> **What you should do**: The lines to copy are those holding the string "then" in the entries below.

> **Data provided**:
- - - - - - -

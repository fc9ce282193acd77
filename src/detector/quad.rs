//! Quad candidate extraction from traced contours
//!
//! Each contour is reduced to a minimal polygon (Ramer-Douglas-Peucker with
//! epsilon proportional to the contour perimeter); only polygons reducing to
//! exactly four convex corners of plausible size and angle regularity
//! survive. Candidates are ranked so the pipeline tries the most
//! marker-like quad first.

use crate::config::DetectorConfig;
use crate::detector::contour::Contour;
use crate::models::Point;
use crate::utils::geometry::{corner_angle_deg, point_line_distance, signed_area};

/// Epsilon for polygon reduction as a fraction of the contour perimeter
const RDP_EPSILON_RATIO: f32 = 0.04;

/// A four-corner polygon hypothesized to be the marker outline
#[derive(Debug, Clone)]
pub struct QuadCandidate {
    /// Corners in image coordinates, clockwise starting from the corner
    /// nearest the image origin
    pub corners: [Point; 4],
    /// Enclosed area in square pixels
    pub area: f32,
    /// Plausibility score; higher is better
    pub score: f32,
}

/// Filter contours down to ranked quad candidates.
///
/// Returns an empty vector when no contour is marker-like; that is the
/// expected no-marker path for a frame, not an error.
pub fn find_quads(contours: &[Contour], config: &DetectorConfig) -> Vec<QuadCandidate> {
    let mut candidates: Vec<QuadCandidate> = contours
        .iter()
        .filter_map(|contour| evaluate_contour(contour, config))
        .collect();

    // Best first; equal scores fall back to the larger quad
    candidates.sort_by(|a, b| {
        b.score
            .partial_cmp(&a.score)
            .unwrap_or(std::cmp::Ordering::Equal)
            .then(
                b.area
                    .partial_cmp(&a.area)
                    .unwrap_or(std::cmp::Ordering::Equal),
            )
    });

    candidates
}

fn evaluate_contour(contour: &Contour, config: &DetectorConfig) -> Option<QuadCandidate> {
    let points: Vec<Point> = contour.iter().map(|p| p.to_point()).collect();
    let epsilon = (points.len() as f32 * RDP_EPSILON_RATIO).max(2.0);

    let polygon = approx_closed_polygon(&points, epsilon);
    if polygon.len() != 4 {
        return None;
    }

    let mut corners = [polygon[0], polygon[1], polygon[2], polygon[3]];
    if !is_convex(&corners) {
        return None;
    }

    canonical_order(&mut corners);

    let area = signed_area(&corners).abs();
    if area < config.min_quad_area {
        return None;
    }

    // Internal angles stay near 90 degrees for any plausibly-viewed square
    let mut worst_deviation = 0.0f32;
    let mut total_deviation = 0.0f32;
    for i in 0..4 {
        let prev = &corners[(i + 3) % 4];
        let next = &corners[(i + 1) % 4];
        let deviation = (corner_angle_deg(prev, &corners[i], next) - 90.0).abs();
        worst_deviation = worst_deviation.max(deviation);
        total_deviation += deviation;
    }
    if worst_deviation > config.angle_tolerance_deg {
        return None;
    }

    let regularity = 1.0 - (total_deviation / 4.0) / config.angle_tolerance_deg;
    let score = regularity * area.sqrt();

    Some(QuadCandidate {
        corners,
        area,
        score,
    })
}

/// Reduce a closed contour to a polygon.
///
/// The curve is split at two roughly-antipodal anchor points and each half
/// is reduced independently, so closure is preserved without special-casing
/// the wrap-around segment.
fn approx_closed_polygon(points: &[Point], epsilon: f32) -> Vec<Point> {
    if points.len() < 4 {
        return points.to_vec();
    }

    // Approximate diameter: farthest point from points[0], then farthest
    // from that
    let a = farthest_from(points, 0);
    let b = farthest_from(points, a);
    let (first, second) = if a < b { (a, b) } else { (b, a) };

    let mut polygon = Vec::new();
    rdp(&points[first..=second], epsilon, &mut polygon);
    polygon.pop(); // second anchor re-added by the wrap half

    let mut wrap: Vec<Point> = points[second..].to_vec();
    wrap.extend_from_slice(&points[..=first]);
    let mut second_half = Vec::new();
    rdp(&wrap, epsilon, &mut second_half);
    second_half.pop(); // first anchor already at the polygon head
    polygon.extend(second_half);

    polygon
}

fn farthest_from(points: &[Point], idx: usize) -> usize {
    let origin = &points[idx];
    let mut best = idx;
    let mut best_d = 0.0f32;
    for (i, p) in points.iter().enumerate() {
        let d = origin.distance_squared(p);
        if d > best_d {
            best_d = d;
            best = i;
        }
    }
    best
}

/// Ramer-Douglas-Peucker over an open polyline; appends the reduced points
/// including the first endpoint, excluding recursion duplicates
fn rdp(points: &[Point], epsilon: f32, out: &mut Vec<Point>) {
    if points.len() < 3 {
        out.extend_from_slice(points);
        return;
    }

    let first = &points[0];
    let last = &points[points.len() - 1];
    let mut max_dist = 0.0f32;
    let mut max_idx = 0;
    for (i, p) in points.iter().enumerate().skip(1).take(points.len() - 2) {
        let d = point_line_distance(p, first, last);
        if d > max_dist {
            max_dist = d;
            max_idx = i;
        }
    }

    if max_dist > epsilon {
        rdp(&points[..=max_idx], epsilon, out);
        out.pop(); // split point re-added by the second half
        rdp(&points[max_idx..], epsilon, out);
    } else {
        out.push(*first);
        out.push(*last);
    }
}

/// All cross products of consecutive edges share a sign
fn is_convex(corners: &[Point; 4]) -> bool {
    let mut sign = 0.0f32;
    for i in 0..4 {
        let p = &corners[i];
        let q = &corners[(i + 1) % 4];
        let r = &corners[(i + 2) % 4];
        let cross = (q.x - p.x) * (r.y - q.y) - (q.y - p.y) * (r.x - q.x);
        if cross.abs() < f32::EPSILON {
            continue;
        }
        if sign == 0.0 {
            sign = cross.signum();
        } else if cross.signum() != sign {
            return false;
        }
    }
    sign != 0.0
}

/// Rotate/reflect into the canonical ordering: clockwise in image
/// coordinates, starting from the corner nearest the image origin
fn canonical_order(corners: &mut [Point; 4]) {
    if signed_area(corners) < 0.0 {
        corners.reverse();
    }

    let origin = Point::new(0.0, 0.0);
    let start = corners
        .iter()
        .enumerate()
        .min_by(|(_, a), (_, b)| {
            a.distance_squared(&origin)
                .partial_cmp(&b.distance_squared(&origin))
                .unwrap_or(std::cmp::Ordering::Equal)
        })
        .map(|(i, _)| i)
        .unwrap_or(0);

    corners.rotate_left(start);
}
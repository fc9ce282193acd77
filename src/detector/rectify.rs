//! Perspective rectification of a quad candidate onto a square sampling grid

use crate::config::DetectorConfig;
use crate::detector::quad::QuadCandidate;
use crate::error::{DetectError, Result};
use crate::models::{Point, RasterBuffer};
use crate::utils::geometry::PerspectiveTransform;

/// Fixed-size square grid of intensity samples cut out of the source buffer
/// along a quad candidate's boundary
#[derive(Debug, Clone)]
pub struct RectifiedPatch {
    side: usize,
    samples: Vec<u8>,
}

impl RectifiedPatch {
    /// Side length in samples
    pub fn side(&self) -> usize {
        self.side
    }

    /// Sample at (x, y); callers stay within `side`
    #[inline]
    pub fn sample(&self, x: usize, y: usize) -> u8 {
        self.samples[y * self.side + x]
    }

    /// Build a synthetic patch from a cell grid (true = dark cell), for
    /// decoder tests and benches
    pub fn from_cells(cells: &[bool], config: &DetectorConfig) -> Self {
        let total = config.total_cells();
        assert_eq!(cells.len(), total * total, "cell grid size mismatch");
        let spc = config.samples_per_cell;
        let side = config.patch_side();
        let mut samples = vec![255u8; side * side];
        for cy in 0..total {
            for cx in 0..total {
                if !cells[cy * total + cx] {
                    continue;
                }
                for sy in 0..spc {
                    for sx in 0..spc {
                        samples[(cy * spc + sy) * side + cx * spc + sx] = 0;
                    }
                }
            }
        }
        Self { side, samples }
    }
}

/// Map the quad's interior onto a `patch_side x patch_side` grid.
///
/// The homography is built from patch coordinates to source coordinates, so
/// each destination sample needs exactly one forward application (inverse
/// mapping). Samples are interpolated bilinearly; samples falling outside
/// the source buffer read as background 0.
///
/// Fails with [`DetectError::DegenerateTransform`] when the corner
/// configuration is numerically near-collinear; the pipeline treats that as
/// a per-candidate failure and falls back to the next ranked quad.
pub fn rectify(
    buffer: &RasterBuffer,
    quad: &QuadCandidate,
    config: &DetectorConfig,
) -> Result<RectifiedPatch> {
    let side = config.patch_side();
    let s = side as f32;
    // Patch corners in the same canonical order the quad finder established:
    // clockwise from the corner nearest the origin
    let patch_corners = [
        Point::new(0.0, 0.0),
        Point::new(s, 0.0),
        Point::new(s, s),
        Point::new(0.0, s),
    ];

    let transform = PerspectiveTransform::from_quad(&patch_corners, &quad.corners)
        .ok_or(DetectError::DegenerateTransform)?;

    let mut samples = vec![0u8; side * side];
    for y in 0..side {
        for x in 0..side {
            // Sample at the pixel center of the destination grid
            let src = transform.apply(&Point::new(x as f32 + 0.5, y as f32 + 0.5));
            samples[y * side + x] = bilinear_sample(buffer, src.x, src.y);
        }
    }

    Ok(RectifiedPatch { side, samples })
}

/// Bilinear interpolation; coordinates outside the buffer contribute 0
fn bilinear_sample(buffer: &RasterBuffer, x: f32, y: f32) -> u8 {
    let width = buffer.width() as i32;
    let height = buffer.height() as i32;

    let x0 = (x - 0.5).floor();
    let y0 = (y - 0.5).floor();
    let fx = (x - 0.5) - x0;
    let fy = (y - 0.5) - y0;
    let x0 = x0 as i32;
    let y0 = y0 as i32;

    let fetch = |px: i32, py: i32| -> f32 {
        if px < 0 || py < 0 || px >= width || py >= height {
            0.0
        } else {
            buffer.pixel_at(px as usize, py as usize) as f32
        }
    };

    let top = fetch(x0, y0) * (1.0 - fx) + fetch(x0 + 1, y0) * fx;
    let bottom = fetch(x0, y0 + 1) * (1.0 - fx) + fetch(x0 + 1, y0 + 1) * fx;
    let value = top * (1.0 - fy) + bottom * fy;
    value.round().clamp(0.0, 255.0) as u8
}

#[cfg(test)]
mod tests {
    use super::*;

    fn quad(corners: [Point; 4]) -> QuadCandidate {
        QuadCandidate {
            corners,
            area: 0.0,
            score: 0.0,
        }
    }

    #[test]
    fn test_axis_aligned_rectify() {
        // Dark 40x40 square at (10,10) in a white frame
        let mut gray = vec![255u8; 100 * 100];
        for y in 10..50 {
            for x in 10..50 {
                gray[y * 100 + x] = 0;
            }
        }
        let buf = RasterBuffer::from_gray(gray, 100, 100).unwrap();

        let config = DetectorConfig::default();
        let q = quad([
            Point::new(10.0, 10.0),
            Point::new(49.0, 10.0),
            Point::new(49.0, 49.0),
            Point::new(10.0, 49.0),
        ]);

        let patch = rectify(&buf, &q, &config).unwrap();
        assert_eq!(patch.side(), config.patch_side());

        // Interior of the patch maps inside the dark square
        let mid = patch.side() / 2;
        assert!(patch.sample(mid, mid) < 10);
        assert!(patch.sample(4, 4) < 10);
    }

    #[test]
    fn test_degenerate_quad_rejected() {
        let buf = RasterBuffer::new(50, 50);
        let config = DetectorConfig::default();
        let q = quad([
            Point::new(0.0, 0.0),
            Point::new(10.0, 0.0),
            Point::new(20.0, 0.0),
            Point::new(30.0, 0.0),
        ]);

        let err = rectify(&buf, &q, &config).unwrap_err();
        assert_eq!(err, DetectError::DegenerateTransform);
    }

    #[test]
    fn test_out_of_bounds_samples_are_background() {
        // Quad hanging off the left edge of a bright buffer
        let buf = RasterBuffer::from_gray(vec![200u8; 30 * 30], 30, 30).unwrap();
        let config = DetectorConfig::default();
        let q = quad([
            Point::new(-20.0, 0.0),
            Point::new(20.0, 0.0),
            Point::new(20.0, 20.0),
            Point::new(-20.0, 20.0),
        ]);

        let patch = rectify(&buf, &q, &config).unwrap();
        // Left half of the patch falls outside the source
        assert_eq!(patch.sample(2, patch.side() / 2), 0);
        assert!(patch.sample(patch.side() - 3, patch.side() / 2) > 150);
    }

    #[test]
    fn test_from_cells_paints_dark_cells() {
        let config = DetectorConfig::default();
        let total = config.total_cells();
        let mut cells = vec![false; total * total];
        cells[0] = true; // top-left border cell

        let patch = RectifiedPatch::from_cells(&cells, &config);
        assert_eq!(patch.sample(0, 0), 0);
        assert_eq!(patch.sample(config.samples_per_cell, 0), 255);
    }
}
//! Payload decoding from the rectified sampling grid
//!
//! This module contains everything after rectification:
//! - Cell sampling (mean-intensity thresholding into bits)
//! - Payload assembly (row-major, most-significant-bit first)
//! - Checksum verification (CRC-8 trailing byte)

/// CRC-8 checksum over the payload bytes
pub mod checksum;
/// Bit sampling and payload assembly
pub mod payload;

pub use payload::{DecodedPayload, decode_payload, encode_payload};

- - - - - - -

> **Output**:
            .then(
    // Approximate diameter: farthest point from points[0], then farthest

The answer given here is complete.